A federal judge in Georgia recently answered the question of whether the penalties that are available under § 502(c)(1) of the Employee Retirement Income Security Act, 29 U.S.C. § 1132(c), up to $110 per day for failure to provide plan participants and beneficiaries with plan documents on request, applies to documents sought as part of an appeal made pursuant to section 503. Montgomery v. Metropolitan Life Insurance Co., 2005 U.S. Dist. LEXIS 34915 (N.D. Ga., Nov. 30).
Following an earlier ruling in this case, which held that defendant failed to provide the plaintiff with a full and fair review by withholding documents, the plaintiff requested that the court award statutory penalties. However, the court rejected the plaintiff’s request on several grounds.
First, the court noted that penalties were not requested in plaintiff’s complaint. However, even if the claim were properly brought, the court ruled that substantive grounds also precluded an award of penalties. The court pointed out that no 11th U.S. Circuit Court of Appeals precedent supported the proposition that ‘§ 502(c)(1) penalties are available for a violation of ‘§ 503. Within the Northern District of Georgia, though, the court acknowledged that Brucks v. Coca-Cola, 391 F.Supp.2d 1193 (N.D.Ga. 2005), refused to award fees, while Hamall-Desai v. Fortis Benefits Insurance Co., 370 F.Supp.2d 1283 (N.D.Ga. 2004), approved a fee award.
In examining the basis of both rulings, the court decided the analysis in Brucks was more appropriate; and the court ruled it would not exercise its discretion to award penalties because the information requested did not fall within the scope of the documentation which is the subject of § 502(c)(1), such as summary plan descriptions, annual reports, and other plan documents. However, even if the request did arguably fall within the scope of § 502, the court held it already provided the appropriate remedy by remanding the case to the plan administration.

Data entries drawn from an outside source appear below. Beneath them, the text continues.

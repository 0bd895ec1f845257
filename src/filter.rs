use crate::index::{MaterialIndex, ShaderGroup};
use crate::material::MaterialId;
use crate::scene::SceneGraph;
use serde::{Deserialize, Serialize};

#[derive(Debug, Clone, Copy, PartialEq, Eq, Default, Serialize, Deserialize)]
#[serde(rename_all = "snake_case")]
pub enum SearchMode {
    #[default]
    MaterialAndShader,
    Entity,
}

impl SearchMode {
    pub fn label(self) -> &'static str {
        match self {
            SearchMode::MaterialAndShader => "Search",
            SearchMode::Entity => "Entity Name",
        }
    }
}

fn contains_ignore_case(haystack: &str, needle_lower: &str) -> bool {
    haystack.to_lowercase().contains(needle_lower)
}

/// Whether `group` should be shown for `query`. An empty query matches
/// everything. Entity keys that no longer resolve are ignored.
pub fn matches<S>(group: &ShaderGroup, index: &MaterialIndex, scene: &S, mode: SearchMode, query: &str) -> bool
where
    S: SceneGraph + ?Sized,
{
    if query.is_empty() {
        return true;
    }
    let needle = query.to_lowercase();
    match mode {
        SearchMode::MaterialAndShader => {
            contains_ignore_case(group.shader_name(), &needle)
                || group.materials().iter().any(|m| contains_ignore_case(&m.name, &needle))
        }
        SearchMode::Entity => group.materials().iter().any(|m| {
            index.users(&m.id).iter().any(|key| {
                scene.entity_name(*key).map(|name| contains_ignore_case(name, &needle)).unwrap_or(false)
            })
        }),
    }
}

pub fn visible_groups<'a, S>(
    index: &'a MaterialIndex,
    scene: &'a S,
    mode: SearchMode,
    query: &'a str,
) -> impl Iterator<Item = &'a ShaderGroup> + 'a
where
    S: SceneGraph + ?Sized,
{
    index.groups().iter().filter(move |group| matches(group, index, scene, mode, query))
}

/// Names of live entities using `id` whose name matches `query`, in usage
/// order. An empty query yields nothing.
pub fn matching_entities<S>(index: &MaterialIndex, scene: &S, id: &MaterialId, query: &str) -> Vec<String>
where
    S: SceneGraph + ?Sized,
{
    if query.is_empty() {
        return Vec::new();
    }
    let needle = query.to_lowercase();
    index
        .users(id)
        .iter()
        .filter_map(|key| scene.entity_name(*key))
        .filter(|name| contains_ignore_case(name, &needle))
        .map(str::to_string)
        .collect()
}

The majority of cases that have ruled on this issue have reached the same conclusion as this court – Wilczynski v. Lumbermens Mutual Casualty Company, 93 F.3d 397, 402 (7th Cir. 1996); also see, Caffey v. UNUM Life Insur. Co. , 302 F.3d 576 (6th Cir. 2002); Glista v. Unum Life Insur. Co. of America, 2003 U.S.Dist.LEXIS 17457 (D.Mass. 9/30/03), reviewed on other grounds, Glista v. Unum Life Insur. Co. of America, 378 F.3d 113 (1st Cir. 2004), (penalty didn’t apply to request for documents in support of a pre-suit appeal). Accord, Addison v. Hartford Life & Accident Insurance, 2003 U.S.Dist.LEXIS 24286 (E.D.Tenn. 12/12/03).

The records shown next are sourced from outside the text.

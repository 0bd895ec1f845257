use crate::backup::DEFAULT_BACKUP_SUFFIX;
use crate::cleaner::CleanupSettings;
use crate::filter::SearchMode;
use anyhow::{Context, Result};
use serde::Deserialize;
use std::fs;
use std::path::Path;

#[derive(Debug, Clone, Default, Deserialize)]
pub struct ScanConfig {
    #[serde(default)]
    pub include_inactive: bool,
}

#[derive(Debug, Clone, Deserialize)]
pub struct CleanupConfig {
    #[serde(default = "CleanupConfig::default_preview_mode")]
    pub preview_mode: bool,
    #[serde(default = "CleanupConfig::default_create_backups")]
    pub create_backups: bool,
    #[serde(default = "CleanupConfig::default_backup_suffix")]
    pub backup_suffix: String,
    #[serde(default = "CleanupConfig::default_neutral_shader")]
    pub neutral_shader: String,
}

#[derive(Debug, Clone, Default, Deserialize)]
pub struct SearchConfig {
    #[serde(default)]
    pub mode: SearchMode,
    #[serde(default)]
    pub query: String,
}

#[derive(Debug, Clone, Default, Deserialize)]
pub struct ManagerConfig {
    #[serde(default)]
    pub scan: ScanConfig,
    #[serde(default)]
    pub cleanup: CleanupConfig,
    #[serde(default)]
    pub search: SearchConfig,
}

#[derive(Debug, Clone, Default)]
pub struct ConfigOverrides {
    pub include_inactive: Option<bool>,
    pub preview_mode: Option<bool>,
    pub create_backups: Option<bool>,
    pub search_mode: Option<SearchMode>,
    pub search_query: Option<String>,
}

impl CleanupConfig {
    const fn default_preview_mode() -> bool {
        true
    }

    const fn default_create_backups() -> bool {
        true
    }

    fn default_backup_suffix() -> String {
        DEFAULT_BACKUP_SUFFIX.to_string()
    }

    fn default_neutral_shader() -> String {
        "Standard".to_string()
    }

    pub fn settings(&self) -> CleanupSettings {
        CleanupSettings { preview: self.preview_mode, create_backups: self.create_backups }
    }
}

impl Default for CleanupConfig {
    fn default() -> Self {
        Self {
            preview_mode: Self::default_preview_mode(),
            create_backups: Self::default_create_backups(),
            backup_suffix: Self::default_backup_suffix(),
            neutral_shader: Self::default_neutral_shader(),
        }
    }
}

impl ManagerConfig {
    pub fn load(path: impl AsRef<Path>) -> Result<Self> {
        let path = path.as_ref();
        let text = fs::read_to_string(path)
            .with_context(|| format!("Reading manager config {}", path.display()))?;
        serde_json::from_str(&text).with_context(|| format!("Manager config {} is not valid JSON", path.display()))
    }

    /// Like `load`, but an unusable file only costs a warning.
    pub fn load_or_default(path: impl AsRef<Path>) -> Self {
        let path = path.as_ref();
        Self::load(path).unwrap_or_else(|err| {
            log::warn!("[config] Ignoring {} and using default settings: {err:#}", path.display());
            Self::default()
        })
    }

    pub fn apply_overrides(&mut self, overrides: &ConfigOverrides) {
        if let Some(include_inactive) = overrides.include_inactive {
            self.scan.include_inactive = include_inactive;
        }
        if let Some(preview) = overrides.preview_mode {
            self.cleanup.preview_mode = preview;
        }
        if let Some(backups) = overrides.create_backups {
            self.cleanup.create_backups = backups;
        }
        if let Some(mode) = overrides.search_mode {
            self.search.mode = mode;
        }
        if let Some(query) = overrides.search_query.as_ref() {
            self.search.query = query.clone();
        }
    }
}

impl ConfigOverrides {
    pub fn is_empty(&self) -> bool {
        self.include_inactive.is_none()
            && self.preview_mode.is_none()
            && self.create_backups.is_none()
            && self.search_mode.is_none()
            && self.search_query.is_none()
    }

    pub fn applied_fields(&self) -> Vec<&'static str> {
        let mut fields = Vec::new();
        if self.include_inactive.is_some() {
            fields.push("include_inactive");
        }
        if self.preview_mode.is_some() {
            fields.push("preview_mode");
        }
        if self.create_backups.is_some() {
            fields.push("create_backups");
        }
        if self.search_mode.is_some() {
            fields.push("search_mode");
        }
        if self.search_query.is_some() {
            fields.push("search_query");
        }
        fields
    }
}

Nonetheless, the court’s refusal to impose any practical penalty against the plan for its non-compliance with the ERISA regulations is troubling. The Department of Labor has prescribed specific guidelines requiring that plans provide participants with all relevant documents relating to their claims. 29 C.F.R. §2560.503-1(h)(2)(iii); also see 29 C.F.R. §2560.503-1(m)(8) (defines ”relevant” documents). There is no doubt from the report of this case that the defendant failed to comply with the regulation which means, under the terminology contained in the regulation, that the claimant was denied a ”full and fair review” guaranteed by ERISA §503. Contrary to the court’s opinion, though, a remand is not an appropriate remedy since it merely gives the insurance company another chance to come up with another reason to deny a claim and delays the payment of benefits. The district court’s ”solution” also contradicts the Department of Labor’s guideline set forth in 29 C.F.R. §2560.503-1(l), to which the court is required to defer according to Nat’l Cable & Telecommunications Ass’n v. Brand X Internet Services, 125 S.Ct. 2688 (June 27, 2005) (expanding the doctrine of court deference to administrative agency statutory interpretation unless the only permissible interpretation of the statute is to the contrary):
”In the case of the failure of a plan to establish or follow claims procedures consistent with the requirements of this section, a claimant shall be deemed to have exhausted the administrative remedies available under the plan and shall be entitled to pursue any available remedies under section 502(a) of the Act on the basis that the plan has failed to provide a reasonable claims procedure that would yield a decision on the merits of the claim.”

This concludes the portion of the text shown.